L’Union des forces pour l’alternance (UFA), conduite par Jules Aristide Bourdes Ogouliguendé et Séraphin Ndaot Rembogo, est en effet rarement au diapason du Front uni de l’opposition pour l’alternance (Fuopa), mené par les barons de l’Union nationale, aux premiers rangs desquels Jean Eyeghe Ndong et Zacharie Myboto. Si leurs noms étaient différents, ces deux blocs existaient déjà en 2009… Et ils n’étaient pas parvenus à s’entendre. Cette multiplicité des candidatures avait été fatale à l’opposition : le candidat du PDG, Ali Bongo Ondimba, l’avait emporté avec 41,73 % des voix, profitant de la dispersion des suffrages entre ses principaux opposants, André Mba Obame (25,88 %) et Pierre Mamboundou (25,22 %).
Ping n’est pas le candidat naturel de l’opposition, se cabre Mike Jocktane.

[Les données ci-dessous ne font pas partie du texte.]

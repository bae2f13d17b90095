#![forbid(unsafe_code)]
#![deny(
    warnings,
    dead_code,
    unused,
    unused_imports,
    unused_must_use,
    unreachable_pub,
    clippy::all,
    clippy::pedantic,
    clippy::nursery,
    rustdoc::broken_intra_doc_links,
    rustdoc::bare_urls,
    missing_docs
)]
//! Logging bootstrap for the Reportal browser client.
//!
//! Every crate in the workspace logs through `tracing`; this crate owns the single
//! subscriber install so the wasm bundle and native test runs share one format.

pub mod console;
pub mod error;
pub mod init;

pub use console::ConsoleWriter;
pub use error::{Result, TelemetryError};
pub use init::{DEFAULT_LOG_LEVEL, LogFormat, LoggingConfig, build_id, init_logging};
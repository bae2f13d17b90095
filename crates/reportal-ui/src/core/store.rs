//! App-wide yewdux store slices.
//!
//! # Design
//! - Keep shared UI state in one store to avoid ad-hoc contexts.
//! - Use small, focused slices so reducers stay predictable.
//! - One busy flag guards every user-triggered network operation.

use crate::core::errors::OperationError;
use crate::core::session::SessionState;
use std::cell::RefCell;
use std::rc::Rc;
use yewdux::store::Store;

/// Global application store.
#[derive(Clone, Debug, PartialEq, Eq, Store, Default)]
pub struct AppStore {
    /// Authentication state.
    pub session: SessionSlice,
    /// In-flight operation tracking.
    pub activity: ActivitySlice,
    /// Latest operation failure, cleared when a new attempt starts.
    pub error: Option<OperationError>,
    /// Transient notices.
    pub notices: NoticeSlice,
}

/// Session slice.
#[derive(Clone, Debug, Default, PartialEq, Eq)]
pub struct SessionSlice {
    /// Current session state.
    pub state: SessionState,
    /// Whether a probe is awaiting its response.
    pub probing: bool,
}

/// Operation currently holding the busy flag.
#[derive(Clone, Copy, Debug, PartialEq, Eq)]
pub enum Operation {
    /// Report retrieval.
    Download,
    /// Logout call.
    Logout,
}

/// Busy-flag slice.
#[derive(Clone, Debug, Default, PartialEq, Eq)]
pub struct ActivitySlice {
    /// Set for the whole lifetime of a download or logout.
    pub busy: bool,
    /// Which operation holds the flag.
    pub operation: Option<Operation>,
}

/// Transient success notice.
#[derive(Clone, Debug, PartialEq, Eq)]
pub struct Toast {
    /// Identifier used to dismiss the toast.
    pub id: u64,
    /// Rendered text.
    pub message: String,
}

/// Toast slice.
#[derive(Clone, Debug, Default, PartialEq, Eq)]
pub struct NoticeSlice {
    /// Toasts currently shown, oldest first.
    pub toasts: Vec<Toast>,
    next_id: u64,
}

/// Show a toast and return its id.
pub fn push_toast(store: &mut AppStore, message: impl Into<String>) -> u64 {
    store.notices.next_id += 1;
    let id = store.notices.next_id;
    store.notices.toasts.push(Toast {
        id,
        message: message.into(),
    });
    id
}

/// Remove a toast; unknown ids are ignored.
pub fn dismiss_toast(store: &mut AppStore, id: u64) {
    store.notices.toasts.retain(|toast| toast.id != id);
}

/// Claim the busy flag for `operation`; `false` when already held or while a
/// session probe is awaiting its response.
///
/// Also clears the previous error, since a new attempt is starting.
pub fn begin_operation(store: &mut AppStore, operation: Operation) -> bool {
    if store.activity.busy || store.session.probing {
        return false;
    }
    store.activity.busy = true;
    store.activity.operation = Some(operation);
    store.error = None;
    true
}

/// Release the busy flag.
pub fn finish_operation(store: &mut AppStore) {
    store.activity.busy = false;
    store.activity.operation = None;
}

/// Read/write access to the [`AppStore`], independent of where it lives.
pub trait StateStore: Clone + 'static {
    /// Current state.
    fn snapshot(&self) -> Rc<AppStore>;

    /// Apply a mutation and return its result.
    fn reduce<R>(&self, f: impl FnOnce(&mut AppStore) -> R) -> R;
}

impl StateStore for yewdux::dispatch::Dispatch<AppStore> {
    fn snapshot(&self) -> Rc<AppStore> {
        self.get()
    }

    fn reduce<R>(&self, f: impl FnOnce(&mut AppStore) -> R) -> R {
        let mut result = None;
        self.reduce_mut(|store| {
            result = Some(f(store));
        });
        result.unwrap_or_else(|| unreachable!("reduce_mut runs its closure synchronously"))
    }
}

/// Store held in plain memory, for headless use and tests.
#[derive(Clone, Debug, Default)]
pub struct MemoryStore {
    inner: Rc<RefCell<Rc<AppStore>>>,
}

impl MemoryStore {
    /// Wrap an initial state.
    #[must_use]
    pub fn new(initial: AppStore) -> Self {
        Self {
            inner: Rc::new(RefCell::new(Rc::new(initial))),
        }
    }
}

impl StateStore for MemoryStore {
    fn snapshot(&self) -> Rc<AppStore> {
        Rc::clone(&self.inner.borrow())
    }

    fn reduce<R>(&self, f: impl FnOnce(&mut AppStore) -> R) -> R {
        let mut slot = self.inner.borrow_mut();
        f(Rc::make_mut(&mut slot))
    }
}
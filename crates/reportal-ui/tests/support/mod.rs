//! Scripted transport and recording host for the workflow tests.
#![allow(dead_code)]

use async_trait::async_trait;
use reportal_api_models::AUTH_USER_PATH;
use reportal_ui::core::config::PortalConfig;
use reportal_ui::core::errors::{SaveError, TransportError};
use reportal_ui::core::report::DownloadResult;
use reportal_ui::core::store::MemoryStore;
use reportal_ui::services::report::ReportRetriever;
use reportal_ui::services::session::SessionController;
use reportal_ui::services::transport::{BffTransport, Host, HttpResponse};
use std::cell::{Cell, RefCell};
use std::collections::{HashMap, VecDeque};
use std::rc::Rc;
use tokio::sync::oneshot;

pub const BFF: &str = "http://localhost:8000";

enum Scripted {
    Respond(HttpResponse),
    Fail(TransportError),
    BrokenBody(u16),
    Gated(oneshot::Receiver<HttpResponse>),
}

/// Answers each path from a queue of scripted replies.
#[derive(Default)]
pub struct FakeTransport {
    script: RefCell<HashMap<String, VecDeque<Scripted>>>,
    calls: RefCell<Vec<String>>,
}

impl FakeTransport {
    fn push(&self, path: &str, reply: Scripted) {
        self.script
            .borrow_mut()
            .entry(path.to_string())
            .or_default()
            .push_back(reply);
    }

    pub fn respond(&self, path: &str, response: HttpResponse) {
        self.push(path, Scripted::Respond(response));
    }

    pub fn fail(&self, path: &str) {
        self.push(
            path,
            Scripted::Fail(TransportError::Network {
                detail: "connection refused".to_string(),
            }),
        );
    }

    /// Deliver `status` but break the body stream mid-read.
    pub fn break_body(&self, path: &str, status: u16) {
        self.push(path, Scripted::BrokenBody(status));
    }

    /// Hold the next request to `path` open until the sender fires.
    pub fn gate(&self, path: &str) -> oneshot::Sender<HttpResponse> {
        let (tx, rx) = oneshot::channel();
        self.push(path, Scripted::Gated(rx));
        tx
    }

    pub fn calls(&self, path: &str) -> usize {
        self.calls.borrow().iter().filter(|call| *call == path).count()
    }

    pub fn total_calls(&self) -> usize {
        self.calls.borrow().len()
    }
}

#[async_trait(?Send)]
impl BffTransport for FakeTransport {
    async fn get(&self, path: &str) -> Result<HttpResponse, TransportError> {
        self.calls.borrow_mut().push(path.to_string());
        let next = self
            .script
            .borrow_mut()
            .get_mut(path)
            .and_then(VecDeque::pop_front);
        match next {
            Some(Scripted::Respond(response)) => Ok(response),
            Some(Scripted::Fail(err)) => Err(err),
            Some(Scripted::BrokenBody(status)) => HttpResponse::from_read(
                HttpResponse::status(status),
                Err(TransportError::Body {
                    detail: "stream reset".to_string(),
                }),
            ),
            Some(Scripted::Gated(rx)) => rx.await.map_err(|_| TransportError::Network {
                detail: "gate dropped".to_string(),
            }),
            None => Err(TransportError::Network {
                detail: format!("unscripted request to {path}"),
            }),
        }
    }
}

/// Records every side effect instead of touching a browser.
#[derive(Default)]
pub struct RecordingHost {
    pub navigations: RefCell<Vec<String>>,
    pub saved: RefCell<Vec<DownloadResult>>,
    pub reloads: Cell<u32>,
    pub refuse_saves: Cell<bool>,
}

impl Host for RecordingHost {
    fn navigate(&self, url: &str) {
        self.navigations.borrow_mut().push(url.to_string());
    }

    fn save_file(&self, artifact: &DownloadResult) -> Result<(), SaveError> {
        if self.refuse_saves.get() {
            return Err(SaveError {
                filename: artifact.filename.clone(),
                detail: "blocked by the browser".to_string(),
            });
        }
        self.saved.borrow_mut().push(artifact.clone());
        Ok(())
    }

    fn reload(&self) {
        self.reloads.set(self.reloads.get() + 1);
    }
}

pub struct Harness {
    pub transport: Rc<FakeTransport>,
    pub host: Rc<RecordingHost>,
    pub store: MemoryStore,
    pub session: SessionController<MemoryStore>,
    pub reports: ReportRetriever<MemoryStore>,
}

impl Harness {
    pub fn new() -> Self {
        let transport = Rc::new(FakeTransport::default());
        let host = Rc::new(RecordingHost::default());
        let store = MemoryStore::default();
        let session = SessionController::new(
            Rc::clone(&transport) as Rc<dyn BffTransport>,
            Rc::clone(&host) as Rc<dyn Host>,
            store.clone(),
            Rc::new(PortalConfig::new(BFF)),
        );
        let reports = ReportRetriever::new(session.clone());
        Self {
            transport,
            host,
            store,
            session,
            reports,
        }
    }

    /// Harness whose store already holds an authenticated session.
    pub async fn signed_in() -> Self {
        let harness = Self::new();
        harness
            .transport
            .respond(AUTH_USER_PATH, identity_response());
        harness.session.probe_session().await;
        harness
    }
}

pub fn identity_response() -> HttpResponse {
    HttpResponse::status(200).with_body(
        r#"{"sub":"7f3c","email":"ivanova@clinic.example","preferred_username":"ivanova","given_name":"Anna","family_name":"Ivanova"}"#,
    )
}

En 2016, en l’absence de Mba Obame, il serait tout aussi étonnant que le représentant de l’Union du peuple gabonais (UPG), affaiblie et divisée depuis le décès de son fondateur, Pierre Mamboundou, vienne titiller le concurrent du parti au pouvoir. Mais rien n’est joué.
>> Lire aussi : la présidentielle de 2016, c’est déjà demain
Déjà un pied dans la majorité
Récemment rallié à l’opposition, Jean Ping, tête d’affiche du Fuopa, va certainement postuler pour être son candidat. Porté par le courant des souverainistes de l’UN, l’ancien président de la Commission de l’Union africaine devrait bénéficier du soutien de ces derniers (qui constituent la première force d’opposition). D’ores et déjà, il travaille à rassembler un électorat étendu, des appuis de Mba Obame en 2009 à la frondeuse Port-Gentil, alors acquise à Mamboundou. Mais la capitale économique n’est pas encore gagnée pour Ping. Il n’est pas sûr de compter parmi ses soutiens le président du Parti pour le développement et la solidarité (PDS), Séraphin Ndaot Rembogo, l’autre grosse pointure politique de son Ogooué-Maritime natal. Ancien maire de Port-Gentil, Ndaot voue à Ping une animosité proverbiale et a déjà un pied dans la majorité : il a adhéré au pacte social proposé par Ali Bongo Ondimba.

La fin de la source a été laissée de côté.